Your output should be each line from the material below that has the word "ExtensionRegistry".

= Records supplied =
==================================================
//! Project Detector - 마커 기반 프로젝트 루트 탐색과 컨텍스트 구성
//!
//! 작업 디렉토리에서 조상 방향으로 걸어 올라가며 프로젝트 마커를
//! 찾습니다. 마커 우선순위는 `.compass.yml` > `vcs/` > `.git`이고,
//! `.git`은 더 강한 마커를 찾기 위해 계속 올라간 뒤의 후보로만
//! 사용됩니다 (멀티 워크트리 레이아웃에서 체크아웃 내부의 `.git`이
//! 전체 프로젝트 루트를 가리지 않도록).

use super::{
    populate_compatibility_fields, DevelopmentMode, ExtensionRegistry, Location, ProjectContext,
};
use compass_foundation::Result;
use std::path::{Path, PathBuf};
use std::sync::Arc;
use tracing::debug;

/// 프로젝트 설정 파일 이름 (루트 마커 겸용)
pub const CONFIG_FILE: &str = ".compass.yml";

/// 멀티 워크트리 레이아웃에서 체크아웃을 담는 디렉토리 이름
pub const WORKTREE_DIR: &str = "vcs";

/// 프로젝트 컨텍스트 감지기
pub struct Detector {
    working_dir: PathBuf,
    extensions: Option<Arc<ExtensionRegistry>>,
}

impl Detector {
    /// 현재 작업 디렉토리 기준 감지기 생성
    pub fn new() -> Result<Self> {
        Ok(Self {
            working_dir: std::env::current_dir()?,
            extensions: None,
        })
    }

    /// 지정한 작업 디렉토리 기준 감지기 생성
    pub fn with_working_dir(working_dir: impl Into<PathBuf>) -> Self {
        Self {
            working_dir: working_dir.into(),
            extensions: None,
        }
    }

    /// 확장 레지스트리 연결
    pub fn with_extensions(mut self, registry: Arc<ExtensionRegistry>) -> Self {
        self.extensions = Some(registry);
        self
    }

    /// 컨텍스트 감지 실행
    ///
    /// 루트 마커를 찾지 못하면 작업 디렉토리를 루트로 간주하고 모드와
    /// 위치를 Unknown으로 둡니다. 확장 감지는 best-effort이고, 마지막에
    /// 호환 브릿지(populate 방향)가 적용됩니다.
    pub async fn detect(&self) -> ProjectContext {
        let (project_root, development_mode) = match find_project_root(&self.working_dir) {
            Some(found) => found,
            None => {
                debug!(working_dir = %self.working_dir.display(), "no project marker found");
                (self.working_dir.clone(), DevelopmentMode::Unknown)
            }
        };

        let mut ctx = ProjectContext::new(project_root, self.working_dir.clone());
        ctx.development_mode = development_mode;
        ctx.location = classify_location(&ctx.project_root, &ctx.working_dir, development_mode);

        if let Some(registry) = &self.extensions {
            ctx.extensions = registry.detect_all(&ctx.project_root).await;
        }

        populate_compatibility_fields(&mut ctx);
        ctx
    }
}

/// 조상 디렉토리를 걸어 올라가며 프로젝트 루트와 개발 모드 판별
fn find_project_root(start: &Path) -> Option<(PathBuf, DevelopmentMode)> {
    let mut git_root: Option<PathBuf> = None;

    for dir in start.ancestors() {
        if dir.join(CONFIG_FILE).is_file() {
            return Some((dir.to_path_buf(), classify_mode(dir)));
        }
        if dir.join(WORKTREE_DIR).is_dir() {
            return Some((dir.to_path_buf(), DevelopmentMode::MultiWorktree));
        }
        if git_root.is_none() && dir.join(".git").exists() {
            git_root = Some(dir.to_path_buf());
        }
    }

    git_root.map(|dir| (dir, DevelopmentMode::SingleRepo))
}

/// 설정 파일로 루트가 확정된 경우의 개발 모드 판별
fn classify_mode(root: &Path) -> DevelopmentMode {
    if root.join(WORKTREE_DIR).is_dir() {
        DevelopmentMode::MultiWorktree
    } else if root.join(".git").exists() {
        DevelopmentMode::SingleRepo
    } else {
        DevelopmentMode::Unknown
    }
}

/// 작업 디렉토리의 위치 분류
fn classify_location(root: &Path, working_dir: &Path, mode: DevelopmentMode) -> Location {
    if working_dir == root {
        return Location::ProjectRoot;
    }
    if mode == DevelopmentMode::MultiWorktree && working_dir.starts_with(root.join(WORKTREE_DIR)) {
        return Location::Worktree;
    }
    if working_dir.starts_with(root) {
        return Location::Subdirectory;
    }
    Location::Unknown
}

#[cfg(test)]
mod tests {
    use super::*;
    use crate::context::ContextExtension;
    use async_trait::async_trait;
    use serde_json::{json, Value};

    fn make_single_repo() -> tempfile::TempDir {
        let dir = tempfile::tempdir().unwrap();
        std::fs::create_dir(dir.path().join(".git")).unwrap();
        std::fs::create_dir(dir.path().join("src")).unwrap();
        dir
    }

    fn make_multi_worktree() -> tempfile::TempDir {
        let dir = tempfile::tempdir().unwrap();
        std::fs::write(dir.path().join(CONFIG_FILE), "plugins: []\n").unwrap();
        let checkout = dir.path().join(WORKTREE_DIR).join("feature-x");
        std::fs::create_dir_all(&checkout).unwrap();
        std::fs::create_dir(checkout.join(".git")).unwrap();
        dir
    }

    #[tokio::test]
    async fn test_detect_single_repo_root() {
        let dir = make_single_repo();

        let ctx = Detector::with_working_dir(dir.path()).detect().await;

        assert_eq!(ctx.project_root, dir.path());
        assert_eq!(ctx.development_mode, DevelopmentMode::SingleRepo);
        assert_eq!(ctx.location, Location::ProjectRoot);
    }

    #[tokio::test]
    async fn test_detect_subdirectory() {
        let dir = make_single_repo();

        let ctx = Detector::with_working_dir(dir.path().join("src"))
            .detect()
            .await;

        assert_eq!(ctx.project_root, dir.path());
        assert_eq!(ctx.location, Location::Subdirectory);
    }

    #[tokio::test]
    async fn test_detect_inside_worktree() {
        let dir = make_multi_worktree();
        let checkout = dir.path().join(WORKTREE_DIR).join("feature-x");

        // 체크아웃 내부의 .git이 아니라 vcs/를 가진 조상이 루트가 된다
        let ctx = Detector::with_working_dir(&checkout).detect().await;

        assert_eq!(ctx.project_root, dir.path());
        assert_eq!(ctx.development_mode, DevelopmentMode::MultiWorktree);
        assert_eq!(ctx.location, Location::Worktree);
    }

    #[tokio::test]
    async fn test_detect_without_markers() {
        let dir = tempfile::tempdir().unwrap();

        let ctx = Detector::with_working_dir(dir.path()).detect().await;

        assert_eq!(ctx.project_root, dir.path());
        assert_eq!(ctx.development_mode, DevelopmentMode::Unknown);
    }

    #[tokio::test]
    async fn test_detect_runs_extensions_and_bridge() {
        struct ComposeProbe;

        #[async_trait]
        impl ContextExtension for ComposeProbe {
            fn name(&self) -> &str {
                "docker"
            }

            async fn detect(&self, project_root: &Path) -> compass_foundation::Result<Option<Value>> {
                if project_root.join("docker-compose.yml").exists() {
                    Ok(Some(json!({
                        "compose_files": ["docker-compose.yml"],
                        "docker_running": true,
                    })))
                } else {
                    Ok(None)
                }
            }
        }

        let dir = make_single_repo();
        std::fs::write(dir.path().join("docker-compose.yml"), "services: {}").unwrap();

        let registry = Arc::new(ExtensionRegistry::new());
        registry.register(Arc::new(ComposeProbe)).await.unwrap();

        let ctx = Detector::with_working_dir(dir.path())
            .with_extensions(registry)
            .detect()
            .await;

        // 확장 데이터와 레거시 필드 모두 채워진다
        assert!(ctx.extension("docker").is_some());
        assert_eq!(ctx.compose_files, vec!["docker-compose.yml"]);
        assert!(ctx.docker_running);
    }
}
==================================================
= Answer for the task =
    populate_compatibility_fields, DevelopmentMode, ExtensionRegistry, Location, ProjectContext,
    extensions: Option<Arc<ExtensionRegistry>>,
    pub fn with_extensions(mut self, registry: Arc<ExtensionRegistry>) -> Self {
        let registry = Arc::new(ExtensionRegistry::new());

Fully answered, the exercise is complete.